Background information
- Also known as: The Duke; Duke LaRüe;
- Born: Richard Park Ward January 16, 1969 (age 57) Charlotte, North Carolina, U.S.
- Genres: Hard rock; heavy metal; rap metal;
- Occupation: Musician
- Instruments: Guitar, vocals
- Years active: 1989–present
- Member of: Stuck Mojo; Fozzy; Guardians of the Jukebox;
- Formerly of: Sick Speed; Adrenaline Mob;
- Website: thedukeofmetal.com

= Rich Ward =

American guitarist

Richard Park Ward (born January 16, 1969), also known by his stage name the Duke, is an American guitarist and occasional vocalist. He is a founding member of rap metal band Stuck Mojo and the lead guitarist of heavy metal band Fozzy.

==Early life==
Ward grew up listening to many indie-style soundtracks as that was all that was available to him. After his parents' divorce, Ward's mother's work schedule was hectic, resulting in her hiring a college student to look after him and his sister.

According to Ward, the student would often bring over heavy metal and hard rock albums from bands such as AC/DC, Black Sabbath and Iron Maiden, to name a few. From that point, Ward had a new outlook on music, having found the genre of music that "clicked" with him. Ward has also said in interviews that his favorite band growing up was Journey, and he has also cited bands like Bad Company and Foreigner as influences.

Ward began learning guitar at age 12, borrowing a friend's guitar on weekends, practicing different chords he picked up from his friends.

== Career ==

===Early career===
In 1989, Ward formed Stuck Mojo along with bassist Duane Fowler and front man Bonz. The first six years of the band consisted of touring clubs on the East Coast of the United States. When recalling this time of his life, Ward speaks of sleeping in his rehearsal space to save money.

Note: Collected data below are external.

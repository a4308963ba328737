//! Inbound relay
//!
//! This module handles:
//! - The liveness page on `GET /`
//! - Parsing readings posted to `POST /`
//! - Choosing the outbound channel per reading and forwarding to it

mod handler;
mod selection;

pub use handler::{relay_router, DispatchResponse, RelayState, LIVENESS_PAGE};
pub use selection::select_channel;
//! Channel selection policy

use crate::config::ConfigProvider;
use relay_shared::Channel;

/// Pick the outbound channel for one reading from the current flags
///
/// Radio wins over internet; with neither enabled the reading is accepted
/// but not forwarded.
pub fn select_channel(config: &dyn ConfigProvider) -> Channel {
    if config.radio_enabled() {
        Channel::Radio
    } else if config.internet_enabled() {
        Channel::Internet
    } else {
        Channel::None
    }
}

After finally receiving a recording contract with Century Media Records, Mojo released its debut album Snappin' Necks in 1995. Although the album found little mainstream success, it went on to influence many popular nu metal bands of today, such as Linkin Park and Limp Bizkit. In 1996, in preparation for their first overseas tour, the band released the European-only EP, Violated. That same year, Stuck Mojo released its second album, Pigwalk. Even though the band's second full-length album sold in similar numbers as the previous one, many critics and musicians consider this album to be a defining milestone of rap-metal. In 1998, Stuck Mojo released Rising, its commercially most successful release.

From its beginnings, the band went through a number of lineup changes. As time went on, tensions within the group mounted, primarily between Ward and Bonz. Ward has stated in interviews that it once escalated to the point of a physical confrontation between the two while on tour in Europe. At one point, they were not even talking to each other, only having one common goal, the success of the band.

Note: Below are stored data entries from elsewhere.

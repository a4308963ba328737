//! HTTP handlers for the relay

use super::selection::select_channel;
use crate::config::ConfigProvider;
use crate::logger::LogSink;
use crate::transport::OutboundChannel;
use axum::body::Bytes;
use axum::extract::State;
use axum::http::{header, StatusCode};
use axum::response::{IntoResponse, Response};
use axum::routing::get;
use axum::{Json, Router};
use relay_shared::{Channel, ErrorCode, ErrorReport, Payload};
use serde::{Deserialize, Serialize};
use std::sync::Arc;
use tracing::{debug, warn};

pub const LIVENESS_PAGE: &str =
    "<html><head><title>Field Relay</title></head><body><p>Relay is running.</p></body></html>";

/// Shared handler state
#[derive(Clone)]
pub struct RelayState {
    config: Arc<dyn ConfigProvider>,
    radio: Arc<dyn OutboundChannel>,
    internet: Arc<dyn OutboundChannel>,
    logger: Arc<dyn LogSink>,
}

impl RelayState {
    pub fn new(
        config: Arc<dyn ConfigProvider>,
        radio: Arc<dyn OutboundChannel>,
        internet: Arc<dyn OutboundChannel>,
        logger: Arc<dyn LogSink>,
    ) -> Self {
        Self {
            config,
            radio,
            internet,
            logger,
        }
    }
}

/// Body of a successful POST
#[derive(Debug, Clone, PartialEq, Eq, Serialize, Deserialize)]
pub struct DispatchResponse {
    pub status: String,
    pub channel: Channel,
}

/// Build the relay router: `GET /` liveness, `POST /` dispatch
pub fn relay_router(state: RelayState) -> Router {
    Router::new()
        .route("/", get(liveness_handler).post(dispatch_handler))
        .with_state(state)
}

/// Handler for GET /
async fn liveness_handler() -> impl IntoResponse {
    debug!("Liveness check requested");
    ([(header::CONTENT_TYPE, "text/html")], LIVENESS_PAGE)
}

/// Handler for POST /
async fn dispatch_handler(State(state): State<RelayState>, body: Bytes) -> Response {
    let payload = match Payload::from_slice(&body) {
        Ok(payload) => payload,
        Err(e) => {
            warn!("Rejected malformed reading: {}", e);
            state
                .logger
                .warn(&format!("Rejected malformed reading: {}", e));
            let report = ErrorReport::new(
                ErrorCode::UnknownFormat,
                format!("Body is not a JSON object: {}", e),
                String::from_utf8_lossy(&body),
            );
            return (StatusCode::BAD_REQUEST, Json(report)).into_response();
        }
    };

    let channel = select_channel(state.config.as_ref());
    let outbound = match channel {
        Channel::Radio => &state.radio,
        Channel::Internet => &state.internet,
        Channel::None => {
            state
                .logger
                .info("No transmission channel enabled, reading not forwarded");
            return Json(DispatchResponse {
                status: "accepted".into(),
                channel,
            })
            .into_response();
        }
    };

    state
        .logger
        .info(&format!("Forwarding reading via {}", outbound.name()));

    match outbound.send(&payload).await {
        Ok(()) => Json(DispatchResponse {
            status: "forwarded".into(),
            channel,
        })
        .into_response(),
        Err(e) => {
            state
                .logger
                .error(&format!("Forwarding via {} failed: {}", outbound.name(), e));
            let report = ErrorReport::new(
                ErrorCode::OtherError,
                format!("{} transmission failed: {}", channel, e),
                payload.to_string(),
            );
            (StatusCode::BAD_GATEWAY, Json(report)).into_response()
        }
    }
}

#[cfg(test)]
mod tests {
    use super::*;
    use crate::config::MapConfig;
    use crate::logger::{LogLevel, MemoryLogger};
    use crate::transport::TransmitError;
    use async_trait::async_trait;
    use axum::body::{to_bytes, Body};
    use axum::http::{Method, Request};
    use parking_lot::Mutex;
    use relay_shared::keys;
    use serde_json::json;
    use tower::ServiceExt;

    /// Records every payload it is asked to send
    #[derive(Default)]
    struct ChannelSpy {
        sent: Mutex<Vec<Payload>>,
        fail_with: Option<TransmitError>,
    }

    impl ChannelSpy {
        fn failing(err: TransmitError) -> Self {
            Self {
                sent: Mutex::new(Vec::new()),
                fail_with: Some(err),
            }
        }

        fn sent(&self) -> Vec<Payload> {
            self.sent.lock().clone()
        }
    }

    #[async_trait]
    impl OutboundChannel for ChannelSpy {
        async fn send(&self, payload: &Payload) -> Result<(), TransmitError> {
            self.sent.lock().push(payload.clone());
            match &self.fail_with {
                Some(err) => Err(err.clone()),
                None => Ok(()),
            }
        }

        fn name(&self) -> &'static str {
            "spy"
        }
    }

    struct Harness {
        config: Arc<MapConfig>,
        radio: Arc<ChannelSpy>,
        internet: Arc<ChannelSpy>,
        logger: MemoryLogger,
    }

    impl Harness {
        fn new() -> Self {
            Self::with_channels(ChannelSpy::default(), ChannelSpy::default())
        }

        fn with_channels(radio: ChannelSpy, internet: ChannelSpy) -> Self {
            Self {
                config: Arc::new(MapConfig::new()),
                radio: Arc::new(radio),
                internet: Arc::new(internet),
                logger: MemoryLogger::new("RELAY_LOG_FILE"),
            }
        }

        fn router(&self) -> Router {
            relay_router(RelayState::new(
                self.config.clone(),
                self.radio.clone(),
                self.internet.clone(),
                Arc::new(self.logger.clone()),
            ))
        }

        async fn request(&self, method: Method, body: &str) -> (StatusCode, Option<String>, Bytes) {
            let request = Request::builder()
                .method(method)
                .uri("/")
                .header(header::CONTENT_TYPE, "application/json")
                .body(Body::from(body.to_string()))
                .unwrap();
            let response = self.router().oneshot(request).await.unwrap();
            let status = response.status();
            let content_type = response
                .headers()
                .get(header::CONTENT_TYPE)
                .map(|v| v.to_str().unwrap().to_string());
            let body = to_bytes(response.into_body(), usize::MAX).await.unwrap();
            (status, content_type, body)
        }

        async fn post(&self, body: &str) -> (StatusCode, Bytes) {
            let (status, _, body) = self.request(Method::POST, body).await;
            (status, body)
        }
    }

    fn payload() -> Payload {
        Payload::from_slice(br#"{"key": "value"}"#).unwrap()
    }

    #[tokio::test]
    async fn test_get_returns_liveness_page() {
        let harness = Harness::new();
        harness.config.set(keys::ENABLE_RADIO_TRANSMISSION, "True");
        harness.config.set(keys::ENABLE_INTERNET_TRANSMISSION, "True");

        let (status, content_type, body) = harness.request(Method::GET, "").await;

        assert_eq!(status, StatusCode::OK);
        assert_eq!(content_type.as_deref(), Some("text/html"));
        assert_eq!(&body[..], LIVENESS_PAGE.as_bytes());
        assert!(harness.radio.sent().is_empty());
        assert!(harness.internet.sent().is_empty());
    }

    #[tokio::test]
    async fn test_post_radio() {
        let harness = Harness::new();
        harness.config.set(keys::ENABLE_RADIO_TRANSMISSION, "True");

        let (status, body) = harness.post(r#"{"key": "value"}"#).await;

        assert_eq!(status, StatusCode::OK);
        assert_eq!(harness.radio.sent(), vec![payload()]);
        assert!(harness.internet.sent().is_empty());

        let response: DispatchResponse = serde_json::from_slice(&body).unwrap();
        assert_eq!(response.status, "forwarded");
        assert_eq!(response.channel, Channel::Radio);
    }

    #[tokio::test]
    async fn test_post_radio_wins_when_both_enabled() {
        let harness = Harness::new();
        harness.config.set(keys::ENABLE_RADIO_TRANSMISSION, "True");
        harness.config.set(keys::ENABLE_INTERNET_TRANSMISSION, "True");

        let (status, _) = harness.post(r#"{"key": "value"}"#).await;

        assert_eq!(status, StatusCode::OK);
        assert_eq!(harness.radio.sent().len(), 1);
        assert!(harness.internet.sent().is_empty());
    }

    #[tokio::test]
    async fn test_post_internet_when_radio_disabled() {
        let harness = Harness::new();
        harness.config.set(keys::ENABLE_RADIO_TRANSMISSION, "");
        harness.config.set(keys::ENABLE_INTERNET_TRANSMISSION, "True");

        let (status, body) = harness.post(r#"{"key": "value"}"#).await;

        assert_eq!(status, StatusCode::OK);
        assert!(harness.radio.sent().is_empty());
        assert_eq!(harness.internet.sent(), vec![payload()]);

        let response: DispatchResponse = serde_json::from_slice(&body).unwrap();
        assert_eq!(response.channel, Channel::Internet);
    }

    #[tokio::test]
    async fn test_post_without_channel_is_accepted() {
        let harness = Harness::new();

        let (status, body) = harness.post(r#"{"key": "value"}"#).await;

        assert_eq!(status, StatusCode::OK);
        assert!(harness.radio.sent().is_empty());
        assert!(harness.internet.sent().is_empty());

        let response: DispatchResponse = serde_json::from_slice(&body).unwrap();
        assert_eq!(response.status, "accepted");
        assert_eq!(response.channel, Channel::None);
    }

    #[tokio::test]
    async fn test_flags_are_read_per_request() {
        let harness = Harness::new();
        harness.config.set(keys::ENABLE_RADIO_TRANSMISSION, "True");
        harness.post(r#"{"n": 1}"#).await;

        harness.config.remove(keys::ENABLE_RADIO_TRANSMISSION);
        harness.config.set(keys::ENABLE_INTERNET_TRANSMISSION, "True");
        harness.post(r#"{"n": 2}"#).await;

        assert_eq!(harness.radio.sent()[0].get("n"), Some(&json!(1)));
        assert_eq!(harness.internet.sent()[0].get("n"), Some(&json!(2)));
        assert_eq!(harness.radio.sent().len(), 1);
        assert_eq!(harness.internet.sent().len(), 1);
    }

    #[tokio::test]
    async fn test_malformed_body_is_rejected_before_dispatch() {
        let harness = Harness::new();
        harness.config.set(keys::ENABLE_RADIO_TRANSMISSION, "True");
        harness.config.set(keys::ENABLE_INTERNET_TRANSMISSION, "True");

        for body in ["{not json", "[1, 2]", ""] {
            let (status, response) = harness.post(body).await;
            assert_eq!(status, StatusCode::BAD_REQUEST, "body {body:?}");

            let report: ErrorReport = serde_json::from_slice(&response).unwrap();
            assert_eq!(report.error_code, ErrorCode::UnknownFormat);
            assert_eq!(report.raw_data, body);
        }

        assert!(harness.radio.sent().is_empty());
        assert!(harness.internet.sent().is_empty());
        assert!(harness
            .logger
            .lines()
            .iter()
            .all(|(level, _)| *level == LogLevel::Warn));
    }

    #[tokio::test]
    async fn test_failed_send_is_bad_gateway() {
        let harness = Harness::with_channels(
            ChannelSpy::default(),
            ChannelSpy::failing(TransmitError::Http {
                status: Some(500),
                message: "HTTP status server error (500 Internal Server Error)".into(),
            }),
        );
        harness.config.set(keys::ENABLE_INTERNET_TRANSMISSION, "True");

        let (status, body) = harness.post(r#"{"key": "value"}"#).await;

        assert_eq!(status, StatusCode::BAD_GATEWAY);
        assert_eq!(harness.internet.sent().len(), 1);

        let report: ErrorReport = serde_json::from_slice(&body).unwrap();
        assert_eq!(report.error_code, ErrorCode::OtherError);
        assert_eq!(report.raw_data, r#"{"key":"value"}"#);
        assert!(report.description.starts_with("internet transmission failed"));

        let lines = harness.logger.lines();
        assert_eq!(lines.last().map(|(level, _)| *level), Some(LogLevel::Error));
    }
}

In 2000, Stuck Mojo released Declaration of a Headhunter. The band had slowly been crumbling during the process of recording and releasing the album. Ward recalled, "That album was basically done with duct tape, we didn't even have a working band." The bands' relationship with Century Media, both mutual and business, had also been deteriorating, to the point where Ward disbanded the band a while after releasing the album.

===Post-Stuck Mojo===
In 1999, Ward formed Sick Speed with singer and guitarist Dale Steele, Mojo bassist Dan Dryden and Mojo drummer Frank "Bud" Fontsere. The same year, Ward met World Wrestling Entertainment (then known as the World Wrestling Federation, or WWF) superstar Chris Jericho backstage at a WWF show. The two bonded over their love of 1980s heavy metal and Ward invited Jericho to join his side band Fozzy Osbourne which would later transform into the "mock rock" band Fozzy. While the band was originally supposed to be just a fun side project, the band was courted by Metal Blade Records and filmed a "mockumentary" that aired on MTV. The show provided a fictional back story about the band, alleging that the members of Fozzy had in fact written many of the more popular 1980s metal songs, but that an unfair contract had forced the band to remain in Japan for the past 20 years, allowing other acts to take credit for the compositions.

Fozzy's first two albums, Fozzy and Happenstance mainly consisted of covers of the songs of 1970s and 1980s metal bands. Their third album, All That Remains, consisted entirely of originals, although two of the songs, "The Test" and "The Way I Am", had been written by Ward during his time with Sick Speed, which disbanded in 2004. The reason for releasing a completely original album was noted by Ward, "Ultimately it came to the time of the third album that we had to decide what we are, we're either a joke or we're a really good joke with good songs".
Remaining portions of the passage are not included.